TAYLOR SWIFT’S ORACLE OF DELPHI

How can we predict the next big hit just like her?

NOÉL
8 min readApr 29, 2022

Old friends and family know that I am a rock-star wannabe. Sadly, my dreams of being famous by 27 didn’t materialised. So I did what every failed musician would do… become a data analyst in the music industry.

Beyoncé, Taylor Swift and Dua Lipa look good, sound great, and data excellent!
Beyoncé, Taylor Swift and Dua Lipa look good, sound great, and data excellent!

The modern music company today employ music analytics to predict trends, determine when’s the best time to release singles, identify the profiles of their listeners, set concert dates and more.

But can data science really, really predict the next big hit? Let’s find out.

MUSIC TODAY

In 2020, the music industry in the US was worth over $12 billion.¹

Streaming services such as Spotify, Tidal and Apple Music accounted for 83% of this market, generating US$10.07 billion in 2020.²

In fact, every music company and artist are trying to grab a slice of the pie, from making an average annual salary of US$36,000 to millions for big-named artists such as Beyoncé.³

The past decade has seen music companies embracing data science, with the rise of “music analytics” helping record companies analyse trends and predict what the next big hit might be.⁴

Sadly, producing the next big hit isn’t about raw talent anymore. It’s about employing big data and then choosing a song whose genre and lyrics have relevance and go well with listeners.

Spotify, Tidal and Apple Music accounted for 83% of a $12-billion music industry.
Spotify, Tidal and Apple Music accounted for 83% of a $12-billion music industry.

THE MAESTROS VS ME

Big players such as Universal Music Group, Sony Music and EMI all have their own in-house music analytics department.

And since I too have python installed on my iMac, I reckon I could predict what the big hit will be, using Machine Learning.

MY INSTRUMENTS

Like many, I got my data from Kaggle, which in turn, got the data from Spotify Web API.⁵

The data has over a hundred thousand songs over a 100-year period from 1921 to 2020.⁶

For this case, it will be a regression problem (i.e. a prediction of quantity where the output variable is a real or continuous value, such as “salary” or “weight”). And I’ll be using the machine learning models of Linear Regression and KNN.

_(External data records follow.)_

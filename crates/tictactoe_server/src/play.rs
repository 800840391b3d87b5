//! Terminal game against the AI.

use std::io::Write;

use anyhow::Result;
use tictactoe_core::{Cell, Difficulty, Mode, Point, Seat, Session, SessionState};
use tokio::io::{AsyncBufRead, AsyncBufReadExt};
use tracing::{debug, info, instrument};

use crate::notify::SessionNotifier;
use crate::service::SessionService;
use crate::store::SessionStore;

/// Plays one one-player game, reading cell numbers (1-9) from `input`.
///
/// `q` or end of input abandons the game. Returns the session as last
/// stored.
///
/// # Errors
///
/// Fails if the store fails or `output` cannot be written. Rejected moves
/// are reported to `output` and the game goes on.
#[instrument(skip(service, input, output))]
pub async fn play_against_ai<S, N, R, W>(
    service: &SessionService<S, N>,
    user_id: &str,
    difficulty: Difficulty,
    seat: Seat,
    input: R,
    output: &mut W,
) -> Result<Session>
where
    S: SessionStore,
    N: SessionNotifier,
    R: AsyncBufRead + Unpin,
    W: Write,
{
    let mut session = service
        .create_session(Mode::OnePlayer, difficulty, Some(seat), user_id)
        .await?;
    writeln!(
        output,
        "You play {} against a {} AI.",
        seat.mark(),
        difficulty
    )?;

    if seat == Seat::Player2 {
        // Resubmitting the empty board lets the AI open.
        let board = session.board().clone();
        session = service.submit_move(user_id, session.id(), &board).await?;
    }

    let mut lines = input.lines();
    loop {
        writeln!(output, "\n{}\n", session.board())?;

        if session.state().is_terminal() {
            writeln!(output, "{}", outcome_message(&session, user_id))?;
            info!(state = %session.state(), "Game over");
            return Ok(session);
        }

        write!(output, "Your move ({}), 1-9 or q: ", seat.mark())?;
        output.flush()?;

        let Some(line) = lines.next_line().await? else {
            debug!("Input closed");
            return Ok(session);
        };
        let line = line.trim();
        if line.eq_ignore_ascii_case("q") {
            writeln!(output, "Game abandoned.")?;
            return Ok(session);
        }

        let Some(point) = parse_cell(line) else {
            writeln!(output, "Enter a cell number from 1 to 9.")?;
            continue;
        };
        if !session.board().get(point).is_empty() {
            writeln!(output, "Cell {} is taken.", line)?;
            continue;
        }

        let mut board = session.board().clone();
        board.set(point, Cell::Occupied(seat.mark()));
        let result = service.submit_move(user_id, session.id(), &board).await;
        match result {
            Ok(next) => session = next,
            Err(e) => writeln!(output, "{}", e.kind)?,
        }
    }
}

/// Cell numbers run 1-9 left to right, top to bottom.
fn parse_cell(text: &str) -> Option<Point> {
    let number: usize = text.parse().ok()?;
    Point::from_index(number.checked_sub(1)?)
}

fn outcome_message(session: &Session, user_id: &str) -> String {
    let line = session
        .winning_line()
        .as_ref()
        .map(|line| format!(" (cells {})", line.to_compact()))
        .unwrap_or_default();

    match (session.state(), session.winner_id()) {
        (SessionState::Draw, _) => "Draw.".to_string(),
        (_, Some(winner)) if winner == user_id => format!("You win!{}", line),
        _ => format!("The AI wins.{}", line),
    }
}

The tools used are the usual python libraries of Pandas, Numpy, Matploylib, Seaborn and Scikit Learn.

And I’ll be doing all the python on Jupyter.

From Spotify Web API, to Pandas, Numpy, Matploylib, Seaborn and Scikit Learn, via Jupyter.
From Spotify Web API, to Pandas, Numpy, Matploylib, Seaborn and Scikit Learn, via Jupyter.

INTRO

When I imported the dataset, I found a whopping 174,000 records over 19 columns of attributes.

Some of the key attributes are ‘acousticness’, ‘energy’ and ‘tempo’. I’ll go through each of the attribute later.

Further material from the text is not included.